◆ EXERCISE GOAL ◆
Copy out every line from the records that includes "discovery".

◆ SOURCE RECORDS ◆
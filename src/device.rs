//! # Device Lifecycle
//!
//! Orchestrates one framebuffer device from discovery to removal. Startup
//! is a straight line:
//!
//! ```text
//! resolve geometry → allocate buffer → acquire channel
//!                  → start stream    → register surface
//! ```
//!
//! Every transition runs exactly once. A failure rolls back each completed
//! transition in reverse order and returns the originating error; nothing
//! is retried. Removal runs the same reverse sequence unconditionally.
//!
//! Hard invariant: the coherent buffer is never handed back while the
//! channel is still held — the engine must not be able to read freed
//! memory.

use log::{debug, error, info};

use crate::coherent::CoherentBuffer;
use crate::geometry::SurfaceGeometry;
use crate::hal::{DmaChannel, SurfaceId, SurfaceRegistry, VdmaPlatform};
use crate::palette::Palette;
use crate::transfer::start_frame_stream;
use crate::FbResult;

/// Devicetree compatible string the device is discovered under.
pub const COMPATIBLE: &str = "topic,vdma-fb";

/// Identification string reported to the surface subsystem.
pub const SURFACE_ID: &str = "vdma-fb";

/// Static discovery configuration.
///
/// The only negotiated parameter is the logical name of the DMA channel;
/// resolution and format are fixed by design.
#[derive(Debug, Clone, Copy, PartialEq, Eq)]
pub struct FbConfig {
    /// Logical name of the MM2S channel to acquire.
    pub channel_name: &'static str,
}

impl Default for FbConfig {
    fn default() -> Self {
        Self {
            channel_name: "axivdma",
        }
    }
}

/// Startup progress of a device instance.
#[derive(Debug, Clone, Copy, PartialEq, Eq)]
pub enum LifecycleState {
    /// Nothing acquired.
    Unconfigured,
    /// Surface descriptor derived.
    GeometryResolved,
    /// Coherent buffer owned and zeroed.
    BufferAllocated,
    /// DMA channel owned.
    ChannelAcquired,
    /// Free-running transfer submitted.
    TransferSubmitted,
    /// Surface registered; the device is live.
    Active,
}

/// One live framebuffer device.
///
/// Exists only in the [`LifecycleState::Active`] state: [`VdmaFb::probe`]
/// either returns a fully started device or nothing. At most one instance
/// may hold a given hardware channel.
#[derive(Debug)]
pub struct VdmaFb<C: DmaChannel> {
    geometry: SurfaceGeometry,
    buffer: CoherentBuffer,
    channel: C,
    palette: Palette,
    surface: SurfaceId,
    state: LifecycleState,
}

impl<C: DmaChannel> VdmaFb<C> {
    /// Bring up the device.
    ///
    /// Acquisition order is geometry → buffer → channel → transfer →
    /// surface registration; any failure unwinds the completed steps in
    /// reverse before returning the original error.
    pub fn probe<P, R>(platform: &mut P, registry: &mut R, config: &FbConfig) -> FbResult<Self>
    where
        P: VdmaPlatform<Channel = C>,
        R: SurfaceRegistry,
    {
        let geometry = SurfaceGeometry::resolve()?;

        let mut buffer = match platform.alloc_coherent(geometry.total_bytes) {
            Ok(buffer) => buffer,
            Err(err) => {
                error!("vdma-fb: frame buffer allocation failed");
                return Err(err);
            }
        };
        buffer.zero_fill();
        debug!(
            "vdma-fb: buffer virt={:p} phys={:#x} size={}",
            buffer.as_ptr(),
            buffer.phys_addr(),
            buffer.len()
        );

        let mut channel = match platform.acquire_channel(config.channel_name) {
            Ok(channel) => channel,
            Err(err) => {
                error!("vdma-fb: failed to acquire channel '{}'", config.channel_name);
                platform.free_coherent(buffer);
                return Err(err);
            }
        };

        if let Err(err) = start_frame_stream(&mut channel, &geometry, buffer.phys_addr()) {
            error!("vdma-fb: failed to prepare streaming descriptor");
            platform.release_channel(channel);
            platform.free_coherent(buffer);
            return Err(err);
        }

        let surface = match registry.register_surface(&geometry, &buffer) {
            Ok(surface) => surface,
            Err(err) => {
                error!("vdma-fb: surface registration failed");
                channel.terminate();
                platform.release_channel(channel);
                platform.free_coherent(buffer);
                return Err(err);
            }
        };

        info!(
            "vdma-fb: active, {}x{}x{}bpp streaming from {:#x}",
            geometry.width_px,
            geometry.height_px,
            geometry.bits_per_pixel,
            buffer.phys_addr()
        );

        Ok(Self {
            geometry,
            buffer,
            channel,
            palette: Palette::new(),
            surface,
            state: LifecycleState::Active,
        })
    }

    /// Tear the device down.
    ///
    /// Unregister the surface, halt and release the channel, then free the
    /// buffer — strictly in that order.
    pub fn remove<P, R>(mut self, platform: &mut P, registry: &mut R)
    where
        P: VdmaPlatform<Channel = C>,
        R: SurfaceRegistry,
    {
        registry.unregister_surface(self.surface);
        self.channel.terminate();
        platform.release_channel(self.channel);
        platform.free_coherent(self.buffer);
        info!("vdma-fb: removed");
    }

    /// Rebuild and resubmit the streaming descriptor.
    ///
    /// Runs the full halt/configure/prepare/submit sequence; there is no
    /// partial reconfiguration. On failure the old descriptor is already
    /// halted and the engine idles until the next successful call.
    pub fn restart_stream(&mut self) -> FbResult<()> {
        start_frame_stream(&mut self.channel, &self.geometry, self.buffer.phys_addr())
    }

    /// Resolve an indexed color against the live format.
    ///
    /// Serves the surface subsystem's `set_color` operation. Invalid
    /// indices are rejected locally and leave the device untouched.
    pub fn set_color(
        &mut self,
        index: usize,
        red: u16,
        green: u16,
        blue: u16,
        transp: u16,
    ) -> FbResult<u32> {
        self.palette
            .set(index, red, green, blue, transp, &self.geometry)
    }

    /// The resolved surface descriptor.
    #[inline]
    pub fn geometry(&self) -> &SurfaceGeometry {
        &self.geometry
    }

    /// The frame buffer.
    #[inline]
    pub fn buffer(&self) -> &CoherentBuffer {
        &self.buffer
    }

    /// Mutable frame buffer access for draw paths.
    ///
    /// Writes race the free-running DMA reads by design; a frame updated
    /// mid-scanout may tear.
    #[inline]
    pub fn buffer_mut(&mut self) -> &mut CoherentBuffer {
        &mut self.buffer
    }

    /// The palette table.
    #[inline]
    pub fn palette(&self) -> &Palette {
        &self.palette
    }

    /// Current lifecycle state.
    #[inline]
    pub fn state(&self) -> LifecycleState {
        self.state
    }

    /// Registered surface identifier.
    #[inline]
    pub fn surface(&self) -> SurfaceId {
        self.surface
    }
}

==

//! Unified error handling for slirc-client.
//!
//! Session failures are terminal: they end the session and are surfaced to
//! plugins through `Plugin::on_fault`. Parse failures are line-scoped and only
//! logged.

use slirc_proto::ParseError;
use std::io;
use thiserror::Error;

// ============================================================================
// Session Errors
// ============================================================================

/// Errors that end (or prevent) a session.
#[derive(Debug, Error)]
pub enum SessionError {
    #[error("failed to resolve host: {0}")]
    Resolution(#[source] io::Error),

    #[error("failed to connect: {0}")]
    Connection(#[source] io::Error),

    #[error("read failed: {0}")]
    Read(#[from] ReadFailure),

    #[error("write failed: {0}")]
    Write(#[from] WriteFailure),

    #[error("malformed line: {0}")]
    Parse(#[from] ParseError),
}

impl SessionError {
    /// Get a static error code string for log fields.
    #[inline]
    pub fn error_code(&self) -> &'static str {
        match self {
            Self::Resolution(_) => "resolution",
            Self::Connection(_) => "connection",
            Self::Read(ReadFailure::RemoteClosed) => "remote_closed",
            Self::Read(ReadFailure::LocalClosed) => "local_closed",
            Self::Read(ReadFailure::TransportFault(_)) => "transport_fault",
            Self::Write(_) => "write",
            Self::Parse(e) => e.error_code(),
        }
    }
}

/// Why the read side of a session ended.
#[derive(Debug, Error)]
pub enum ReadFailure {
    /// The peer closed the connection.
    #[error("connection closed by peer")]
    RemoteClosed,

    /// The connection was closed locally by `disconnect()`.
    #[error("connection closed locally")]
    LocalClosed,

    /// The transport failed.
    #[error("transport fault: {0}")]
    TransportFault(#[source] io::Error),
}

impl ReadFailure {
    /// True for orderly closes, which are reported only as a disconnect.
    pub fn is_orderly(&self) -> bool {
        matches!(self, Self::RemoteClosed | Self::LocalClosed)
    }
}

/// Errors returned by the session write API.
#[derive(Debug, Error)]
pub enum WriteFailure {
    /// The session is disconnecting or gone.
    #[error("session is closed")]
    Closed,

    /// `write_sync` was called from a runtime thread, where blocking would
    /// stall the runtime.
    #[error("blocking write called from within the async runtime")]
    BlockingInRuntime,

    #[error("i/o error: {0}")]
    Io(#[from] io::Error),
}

◆ TASK ANSWER ◆
//! Orchestrates one framebuffer device from discovery to removal. Startup
/// Static discovery configuration.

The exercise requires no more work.